▸ **WHAT TO WORK ON**
From the entries below, report how many lines contain the string "crate". Only the number is wanted.

Saved entries
= Beginning of Section =
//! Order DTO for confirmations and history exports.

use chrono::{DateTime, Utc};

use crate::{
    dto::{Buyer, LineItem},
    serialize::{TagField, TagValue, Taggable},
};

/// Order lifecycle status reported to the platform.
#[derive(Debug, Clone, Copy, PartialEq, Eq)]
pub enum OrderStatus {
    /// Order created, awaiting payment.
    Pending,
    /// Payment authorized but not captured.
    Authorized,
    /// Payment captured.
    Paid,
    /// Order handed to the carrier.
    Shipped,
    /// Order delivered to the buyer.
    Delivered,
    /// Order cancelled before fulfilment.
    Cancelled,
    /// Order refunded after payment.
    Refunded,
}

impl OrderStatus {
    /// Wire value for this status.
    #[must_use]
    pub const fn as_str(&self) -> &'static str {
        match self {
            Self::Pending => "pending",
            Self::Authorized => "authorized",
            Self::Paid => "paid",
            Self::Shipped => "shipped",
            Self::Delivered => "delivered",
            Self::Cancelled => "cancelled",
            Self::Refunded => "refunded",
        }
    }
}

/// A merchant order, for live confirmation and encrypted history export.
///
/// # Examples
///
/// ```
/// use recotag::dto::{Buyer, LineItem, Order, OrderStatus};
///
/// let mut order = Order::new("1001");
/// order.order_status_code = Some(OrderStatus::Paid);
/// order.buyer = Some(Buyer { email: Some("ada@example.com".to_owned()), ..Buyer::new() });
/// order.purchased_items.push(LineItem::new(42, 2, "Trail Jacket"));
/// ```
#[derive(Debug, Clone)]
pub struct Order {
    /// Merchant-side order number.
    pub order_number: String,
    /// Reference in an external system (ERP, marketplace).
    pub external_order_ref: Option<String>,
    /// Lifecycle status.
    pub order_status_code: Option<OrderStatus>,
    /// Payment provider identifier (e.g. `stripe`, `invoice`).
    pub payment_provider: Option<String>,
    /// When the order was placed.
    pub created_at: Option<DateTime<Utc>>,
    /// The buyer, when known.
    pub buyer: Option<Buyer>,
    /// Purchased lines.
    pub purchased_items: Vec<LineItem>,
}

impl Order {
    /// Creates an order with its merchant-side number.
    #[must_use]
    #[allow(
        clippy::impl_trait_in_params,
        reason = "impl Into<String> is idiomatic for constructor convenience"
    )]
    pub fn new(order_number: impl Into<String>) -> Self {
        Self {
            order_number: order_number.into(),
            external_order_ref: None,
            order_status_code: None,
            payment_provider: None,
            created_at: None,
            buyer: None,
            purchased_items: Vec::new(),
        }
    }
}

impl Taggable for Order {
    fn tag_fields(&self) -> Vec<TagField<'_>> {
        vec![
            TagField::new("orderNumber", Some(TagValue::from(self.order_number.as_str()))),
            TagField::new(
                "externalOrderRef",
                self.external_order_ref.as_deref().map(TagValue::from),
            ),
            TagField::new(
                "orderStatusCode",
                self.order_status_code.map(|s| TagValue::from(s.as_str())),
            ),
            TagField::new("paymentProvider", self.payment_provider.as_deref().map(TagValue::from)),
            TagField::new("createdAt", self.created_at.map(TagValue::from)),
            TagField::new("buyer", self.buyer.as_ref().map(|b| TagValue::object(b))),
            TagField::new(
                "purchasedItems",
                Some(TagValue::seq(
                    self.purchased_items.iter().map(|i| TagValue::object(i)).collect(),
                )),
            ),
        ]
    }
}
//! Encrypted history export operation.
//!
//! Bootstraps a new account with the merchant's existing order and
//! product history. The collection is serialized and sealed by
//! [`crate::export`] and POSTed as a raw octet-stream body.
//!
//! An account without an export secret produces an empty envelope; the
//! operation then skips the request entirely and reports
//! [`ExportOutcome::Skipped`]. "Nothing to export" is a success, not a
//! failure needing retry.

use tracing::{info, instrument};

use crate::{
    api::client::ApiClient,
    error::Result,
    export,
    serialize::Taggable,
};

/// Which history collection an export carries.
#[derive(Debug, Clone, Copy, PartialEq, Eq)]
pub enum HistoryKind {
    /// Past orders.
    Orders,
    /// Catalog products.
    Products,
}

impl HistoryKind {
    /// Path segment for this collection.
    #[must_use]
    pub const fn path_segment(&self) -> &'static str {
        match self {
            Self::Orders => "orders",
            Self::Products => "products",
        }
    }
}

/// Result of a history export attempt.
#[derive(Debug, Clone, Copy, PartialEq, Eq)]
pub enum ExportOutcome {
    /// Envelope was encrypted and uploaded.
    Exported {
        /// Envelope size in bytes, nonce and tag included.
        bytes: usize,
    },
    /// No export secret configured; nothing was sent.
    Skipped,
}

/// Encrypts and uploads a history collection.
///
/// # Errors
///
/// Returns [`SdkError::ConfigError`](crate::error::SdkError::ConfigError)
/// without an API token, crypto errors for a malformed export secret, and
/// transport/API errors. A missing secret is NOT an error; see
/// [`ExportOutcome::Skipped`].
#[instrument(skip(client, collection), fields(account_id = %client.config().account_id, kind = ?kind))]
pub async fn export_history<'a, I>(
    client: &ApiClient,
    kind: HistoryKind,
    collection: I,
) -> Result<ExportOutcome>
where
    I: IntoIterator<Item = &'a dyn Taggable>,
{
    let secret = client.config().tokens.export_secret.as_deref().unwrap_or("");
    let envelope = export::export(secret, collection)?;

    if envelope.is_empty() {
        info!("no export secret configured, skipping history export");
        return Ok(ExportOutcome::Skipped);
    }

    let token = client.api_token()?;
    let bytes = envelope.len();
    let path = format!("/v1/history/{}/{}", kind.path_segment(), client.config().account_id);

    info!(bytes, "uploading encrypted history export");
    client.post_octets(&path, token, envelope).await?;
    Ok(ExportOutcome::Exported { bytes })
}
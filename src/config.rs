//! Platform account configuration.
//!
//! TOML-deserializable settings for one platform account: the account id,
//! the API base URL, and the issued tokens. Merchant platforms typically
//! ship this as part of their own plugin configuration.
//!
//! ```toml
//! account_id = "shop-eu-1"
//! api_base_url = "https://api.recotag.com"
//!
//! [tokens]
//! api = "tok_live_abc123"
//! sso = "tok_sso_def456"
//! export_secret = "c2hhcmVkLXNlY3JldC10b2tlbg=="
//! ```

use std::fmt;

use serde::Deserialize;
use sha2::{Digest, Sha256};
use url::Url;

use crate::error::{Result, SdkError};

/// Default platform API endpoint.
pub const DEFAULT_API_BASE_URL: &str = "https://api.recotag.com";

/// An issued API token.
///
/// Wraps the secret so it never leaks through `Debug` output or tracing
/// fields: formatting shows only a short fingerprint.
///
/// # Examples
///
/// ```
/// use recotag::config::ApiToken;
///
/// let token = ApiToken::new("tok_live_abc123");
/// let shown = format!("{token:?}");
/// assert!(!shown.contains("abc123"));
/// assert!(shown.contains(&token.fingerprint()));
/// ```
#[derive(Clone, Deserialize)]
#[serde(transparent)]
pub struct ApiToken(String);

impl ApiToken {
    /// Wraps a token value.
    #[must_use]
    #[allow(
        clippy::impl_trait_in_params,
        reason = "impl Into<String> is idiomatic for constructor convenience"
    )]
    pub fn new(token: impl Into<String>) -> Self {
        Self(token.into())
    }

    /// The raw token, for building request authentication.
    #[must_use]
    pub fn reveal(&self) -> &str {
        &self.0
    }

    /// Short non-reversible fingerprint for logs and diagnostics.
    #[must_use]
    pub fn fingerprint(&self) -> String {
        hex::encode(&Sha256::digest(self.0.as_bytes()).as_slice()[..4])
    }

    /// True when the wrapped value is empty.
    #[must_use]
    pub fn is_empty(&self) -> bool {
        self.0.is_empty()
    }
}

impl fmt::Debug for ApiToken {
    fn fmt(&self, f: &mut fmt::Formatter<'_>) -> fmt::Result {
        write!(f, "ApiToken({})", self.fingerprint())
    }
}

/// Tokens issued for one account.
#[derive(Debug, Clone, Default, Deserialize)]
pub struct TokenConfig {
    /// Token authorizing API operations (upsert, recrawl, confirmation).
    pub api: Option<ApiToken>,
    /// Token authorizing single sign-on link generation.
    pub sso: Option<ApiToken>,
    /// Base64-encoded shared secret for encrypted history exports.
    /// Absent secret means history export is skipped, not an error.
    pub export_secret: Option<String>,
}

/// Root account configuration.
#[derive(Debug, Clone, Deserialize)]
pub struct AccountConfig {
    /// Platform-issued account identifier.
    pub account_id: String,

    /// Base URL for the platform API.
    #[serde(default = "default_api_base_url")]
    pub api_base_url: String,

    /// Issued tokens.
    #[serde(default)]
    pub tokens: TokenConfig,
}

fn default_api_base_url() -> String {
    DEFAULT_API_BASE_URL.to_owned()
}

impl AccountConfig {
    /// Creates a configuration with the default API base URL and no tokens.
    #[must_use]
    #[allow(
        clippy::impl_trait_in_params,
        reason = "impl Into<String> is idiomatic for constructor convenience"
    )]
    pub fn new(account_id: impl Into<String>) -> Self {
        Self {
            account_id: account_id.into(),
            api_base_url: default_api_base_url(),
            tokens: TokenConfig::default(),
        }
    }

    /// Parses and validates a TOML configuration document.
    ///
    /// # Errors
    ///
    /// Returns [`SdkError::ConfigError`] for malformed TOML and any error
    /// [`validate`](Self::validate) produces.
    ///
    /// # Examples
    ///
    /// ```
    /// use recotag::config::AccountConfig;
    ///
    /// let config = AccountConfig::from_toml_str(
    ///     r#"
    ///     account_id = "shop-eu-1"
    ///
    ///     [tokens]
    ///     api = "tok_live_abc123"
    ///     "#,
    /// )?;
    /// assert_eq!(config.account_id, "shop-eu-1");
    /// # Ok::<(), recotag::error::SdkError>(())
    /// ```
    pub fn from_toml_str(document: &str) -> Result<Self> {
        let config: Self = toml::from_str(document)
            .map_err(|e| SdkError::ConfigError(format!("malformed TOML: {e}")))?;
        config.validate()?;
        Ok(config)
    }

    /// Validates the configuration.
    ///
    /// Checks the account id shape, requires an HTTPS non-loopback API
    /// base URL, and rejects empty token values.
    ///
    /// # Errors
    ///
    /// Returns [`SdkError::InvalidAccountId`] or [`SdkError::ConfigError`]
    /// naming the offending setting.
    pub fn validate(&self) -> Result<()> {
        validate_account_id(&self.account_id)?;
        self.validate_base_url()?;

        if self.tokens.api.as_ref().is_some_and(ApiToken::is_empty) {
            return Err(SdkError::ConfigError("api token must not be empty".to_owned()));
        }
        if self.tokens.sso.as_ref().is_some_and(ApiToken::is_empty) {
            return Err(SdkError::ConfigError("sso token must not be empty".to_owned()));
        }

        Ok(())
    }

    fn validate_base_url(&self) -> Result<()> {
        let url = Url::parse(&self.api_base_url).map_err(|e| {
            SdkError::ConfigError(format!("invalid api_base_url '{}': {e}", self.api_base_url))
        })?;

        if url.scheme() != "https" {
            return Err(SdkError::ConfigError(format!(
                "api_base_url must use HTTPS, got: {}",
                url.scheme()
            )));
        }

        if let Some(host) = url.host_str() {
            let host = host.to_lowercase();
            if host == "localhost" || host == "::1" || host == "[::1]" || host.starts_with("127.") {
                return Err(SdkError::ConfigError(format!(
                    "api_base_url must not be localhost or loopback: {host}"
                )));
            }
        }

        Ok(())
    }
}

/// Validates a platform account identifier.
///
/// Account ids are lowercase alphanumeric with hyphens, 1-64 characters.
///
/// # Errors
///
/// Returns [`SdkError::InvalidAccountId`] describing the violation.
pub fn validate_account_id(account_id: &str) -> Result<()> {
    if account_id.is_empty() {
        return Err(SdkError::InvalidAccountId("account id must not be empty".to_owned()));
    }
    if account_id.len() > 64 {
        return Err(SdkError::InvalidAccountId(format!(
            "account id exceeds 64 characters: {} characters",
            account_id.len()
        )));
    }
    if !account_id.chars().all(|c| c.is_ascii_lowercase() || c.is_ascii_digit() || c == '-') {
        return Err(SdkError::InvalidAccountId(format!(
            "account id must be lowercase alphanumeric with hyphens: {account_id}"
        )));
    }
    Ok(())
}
= End of Section =
▸ **WRITTEN ANSWER**
5